Meta Platforms plans to start manufacturing its "Iris" AI chip in September and double computing capacity to 14 gigawatts next year, an internal memo shows, as the social media giant accelerates efforts to reduce dependence on Nvidia and Advanced Micro Devices.
"Adopting the latest GPUs at a firm as large as Meta has been a heavy lift, and it has cost us time," the memo said, according to a copy reviewed by Reuters.
The chip, code-named Iris, is part of a four-generation Meta Training and Inference Accelerator program designed in-house with Broadcom and manufactured by Taiwan Semiconductor Manufacturing Co. Testing took just six weeks and found no major issues, signaling momentum for an effort that has struggled since its launch more than half a decade ago. Meta plans to release a new chip every six months through 2027, roughly twice the industry cadence.
Meta expects to spend as much as $145 billion on AI infrastructure this year, part of Big Tech's more than $700 billion projected outlay. The in-house silicon push could lower Meta's massive computing costs and loosen the grip of GPU suppliers Nvidia and AMD, whose chips have become the industry standard for training and running AI models.
Meta this year plans to deploy 7 gigawatts of computing infrastructure, doubling to 14 gigawatts in 2027, the memo showed. To support that expansion, the company has secured long-term supply agreements with Samsung Electronics for memory chips, Sandisk for flash storage and Sumitomo Electric for fiber-optic equipment. Such deals have become critical as a memory chip shortage drives up costs — Apple recently raised prices on MacBooks and iPads because of rising memory expenses.
The broader chip market is feeling the strain. Memory and other chip prices have risen so rapidly that "chipflation" has become a macroeconomic concern, Morgan Stanley analysts said. For Meta, the bet on custom silicon represents a strategic hedge: designing its own chips for specific workloads like recommendation algorithms and content moderation could deliver better performance per watt than general-purpose GPUs, while insulating the company from supply constraints and pricing power held by Nvidia, which commands an estimated 80 percent of the AI chip market.
The Iris chip is designed to augment, not replace, the GPUs Meta buys from Nvidia and AMD. But the aggressive release cadence — a new generation every six months — signals Meta's intent to shift an increasing share of its AI compute to in-house hardware over time. If successful, the strategy could pressure Nvidia's data center revenue, which reached $47.5 billion in its most recent fiscal year, by reducing Meta's procurement from the chipmaker.
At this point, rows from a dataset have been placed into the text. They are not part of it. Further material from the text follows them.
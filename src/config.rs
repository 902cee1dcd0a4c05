use std::path::Path;

use serde::{
  Deserialize,
  Serialize,
};

use crate::error::{
  HalaSceneError,
  HalaSceneErrorKind,
};
use crate::scene::layout::{
  HalaLayoutPlanner,
  DEFAULT_ALIGNMENT,
};

fn default_alignment() -> u32 {
  DEFAULT_ALIGNMENT
}

fn default_as_true() -> bool {
  true
}

/// The import configuration.
#[derive(Debug, Clone, PartialEq, Eq, Serialize, Deserialize)]
pub struct HalaImportConfig {
  /// The alignment of every region in the arena.
  #[serde(default = "default_alignment")]
  pub alignment: u32,
  /// Reject faces that are not triangles.
  #[serde(default = "default_as_true")]
  pub require_triangles: bool,
  /// Check face corner ranges against every channel and channel indices against their values.
  #[serde(default = "default_as_true")]
  pub validate_indices: bool,
  /// Import joints and weights of skinned glTF primitives.
  #[serde(default = "default_as_true")]
  pub import_skin: bool,
  /// Derive a bitangent channel from glTF normals and tangents.
  #[serde(default = "default_as_true")]
  pub generate_bitangents: bool,
}

/// The default implementation of the import configuration.
impl Default for HalaImportConfig {
  fn default() -> Self {
    Self {
      alignment: DEFAULT_ALIGNMENT,
      require_triangles: true,
      validate_indices: true,
      import_skin: true,
      generate_bitangents: true,
    }
  }
}

/// The implementation of the import configuration.
impl HalaImportConfig {
  /// Load the configuration from a JSON file.
  /// param path: The path of the JSON file.
  /// return: The configuration.
  pub fn from_file<P: AsRef<Path>>(path: P) -> Result<Self, HalaSceneError> {
    let path = path.as_ref();
    let content = std::fs::read_to_string(path)
      .map_err(|err| HalaSceneError::new(
        HalaSceneErrorKind::Io,
        &format!("Read config file \"{:?}\" failed.", path),
        Some(Box::new(err))))?;
    Self::from_json(&content)
  }

  /// Parse the configuration from a JSON string.
  /// param content: The JSON string.
  /// return: The configuration.
  pub fn from_json(content: &str) -> Result<Self, HalaSceneError> {
    let config: Self = serde_json::from_str(content)
      .map_err(|err| HalaSceneError::new(HalaSceneErrorKind::Config, "Parse import config failed.", Some(Box::new(err))))?;
    config.validate()?;
    Ok(config)
  }

  /// Validate the configuration.
  pub fn validate(&self) -> Result<(), HalaSceneError> {
    self.layout_planner().map(|_| ())
  }

  /// Create the layout planner for this configuration.
  pub fn layout_planner(&self) -> Result<HalaLayoutPlanner, HalaSceneError> {
    HalaLayoutPlanner::new(self.alignment)
  }
}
Nvidia shares, trading at about 35 times forward earnings, face a potential headwind if Meta's custom silicon proves cost-competitive. Morgan Stanley analysts have flagged chipflation as a macro risk, while the broader market awaits independent benchmarks of Iris against Nvidia's H100 and upcoming Blackwell architecture. Meta did not disclose the process node or performance specifications for Iris.
This article is for informational purposes only and does not constitute investment advice.